What is the explanation for a beautiful island that relies on tourism not to partake in accessible recycling options? It could be a lack of political will, or a lack of funds for infrastructure, or maybe a lack of interest. The gap in policies and regulations controlling the island’s solid waste creates discouragement and hopelessness in the people living on the island, like my sister. There needs to be a stronger voice pushing for the government to take action for regular collection services and for sustainable recycling efforts.
What can be done? There is no simple answer. Here are a few key points I learned in the Massive Online Marine Litter Course I’m currently taking through the Open University of the Netherlands:
1. Coordination and communication among all support agencies, stakeholders, and partners is needed.
2. If the country is looking for international aid everyone involved must share and contribute their resources to implement and to improve the solid waste management situation for a continuous long period of time instead of a quick fix.
3. Defining clear roles for all involved stakeholders is very important so that everyone knows exactly what they are responsible for.
4. Strategic planning of your project is necessary. In order to be able to use all of the resources available effectively national and local plans for solid waste management must be provided for any outside support.
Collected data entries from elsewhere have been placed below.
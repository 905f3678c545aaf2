#![forbid(unsafe_code)]
//! foldertree: build folder structures from tree text, and tree text from folders.

pub mod cli;
pub mod error;
pub mod grammar;
pub mod ignore;
pub mod logging;
pub mod materialize;
pub mod parse;
pub mod structure;
pub mod tree;

pub use error::{Error, Result};
use super::{Children, TreeNode};
use crate::error::{Error, Result};
use crate::ignore::IgnoreMatcher;
use std::fs;
use std::io;
use std::path::Path;
use tracing::trace;
use walkdir::WalkDir;

/// A directory whose children are still being collected.
struct OpenDir {
    name: String,
    children: Children,
    /// Set when at least one child was dropped by the ignore rules.
    filtered: bool,
}

impl OpenDir {
    fn new(name: String) -> Self {
        Self {
            name,
            children: Children::new(),
            filtered: false,
        }
    }
}

/// Scan `root` into a nested tree, in directory listing order.
///
/// Ignored entries are dropped together with their subtrees, and a directory
/// left empty only because its contents were ignored is dropped as well.
/// Directories that are empty on disk are kept. Symlinks are leaves.
pub fn scan(root: &Path, matcher: &IgnoreMatcher) -> Result<TreeNode> {
    let meta = fs::metadata(root).map_err(|e| Error::io(root, e))?;
    if !meta.is_dir() {
        return Err(Error::NotADirectory(root.to_path_buf()));
    }

    // stack[d] is the open directory at depth d; stack[0] is the root.
    let mut stack = vec![OpenDir::new(String::new())];
    let mut walker = WalkDir::new(root).follow_links(false).into_iter();

    while let Some(entry_result) = walker.next() {
        let entry = entry_result.map_err(|e| walk_error(root, e))?;
        let depth = entry.depth();
        if depth == 0 {
            continue;
        }
        while stack.len() > depth {
            close_dir(&mut stack);
        }

        let is_dir = entry.file_type().is_dir();
        // Match relative to the scan root so anchored patterns like "src/gen" work
        let rel = entry.path().strip_prefix(root).unwrap_or_else(|_| entry.path());
        if matcher.matches_path(rel, is_dir) {
            trace!(path = %rel.display(), "ignored");
            if let Some(parent) = stack.last_mut() {
                parent.filtered = true;
            }
            if is_dir {
                walker.skip_current_dir();
            }
            continue;
        }

        let name = entry.file_name().to_string_lossy().into_owned();
        if is_dir {
            stack.push(OpenDir::new(name));
        } else if let Some(parent) = stack.last_mut() {
            parent.children.push(name, TreeNode::File);
        }
    }

    while stack.len() > 1 {
        close_dir(&mut stack);
    }
    let children = stack.pop().map(|top| top.children).unwrap_or_default();
    Ok(TreeNode::Directory(children))
}

/// Pop the innermost open directory and attach it to its parent, unless
/// filtering emptied it.
fn close_dir(stack: &mut Vec<OpenDir>) {
    let Some(dir) = stack.pop() else {
        return;
    };
    let Some(parent) = stack.last_mut() else {
        return;
    };
    if dir.children.is_empty() && dir.filtered {
        parent.filtered = true;
    } else {
        parent
            .children
            .push(dir.name, TreeNode::Directory(dir.children));
    }
}

fn walk_error(root: &Path, err: walkdir::Error) -> Error {
    let path = err
        .path()
        .map(Path::to_path_buf)
        .unwrap_or_else(|| root.to_path_buf());
    match err.into_io_error() {
        Some(source) => Error::io(path, source),
        None => Error::Io {
            path,
            source: io::Error::other("filesystem loop detected"),
        },
    }
}
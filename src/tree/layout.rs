use super::TreeNode;
use crate::grammar::{BAR, BRANCH, LAST};

/// Render the children of `node` as tree text, one `\n`-terminated line each.
///
/// The root itself is not rendered; an empty directory yields an empty string.
pub fn render(node: &TreeNode) -> String {
    let mut out = String::new();
    render_children(node, "", &mut out);
    out
}

fn render_children(node: &TreeNode, prefix: &str, out: &mut String) {
    let Some(children) = node.children() else {
        return;
    };
    let count = children.len();
    for (i, (name, child)) in children.iter().enumerate() {
        let is_last = i + 1 == count;
        out.push_str(prefix);
        out.push_str(if is_last { LAST } else { BRANCH });
        out.push(' ');
        out.push_str(name);
        if !child.is_dir() {
            out.push('\n');
            continue;
        }
        out.push_str("/\n");

        let mut nested = String::with_capacity(prefix.len() + 6);
        nested.push_str(prefix);
        if is_last {
            nested.push_str("    ");
        } else {
            nested.push(BAR); // │
            nested.push_str("   ");
        }
        render_children(child, &nested, out);
    }
}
5. This external support can also help find areas to cut costs, minimize waste, and look for economic incentive measures in order to create this solid waste management project into a sustainable self-financing program.
6. Most importantly, one of the most successful tools in creating a long-term solid waste management project is raising awareness. It is crucial for the public and the decision makers involved to have complete awareness of the project being implemented and the plan to carry it out but also on the importance of consuming less. This should be a long-term effort and may take time to get off the ground but once you see interest in awareness this will dramatically affect the success of your project.
These tips might help launch a sustainable solid waste management project in a small island-developing nation like Grenada but they must all be implemented together. Grenada is too beautiful to watch it be buried under trash which could easily be turned into beautiful new reusable items. With a little effort, positive energy, and continued collaboration, sustainable projects to handle waste properly on small islands can become a reality!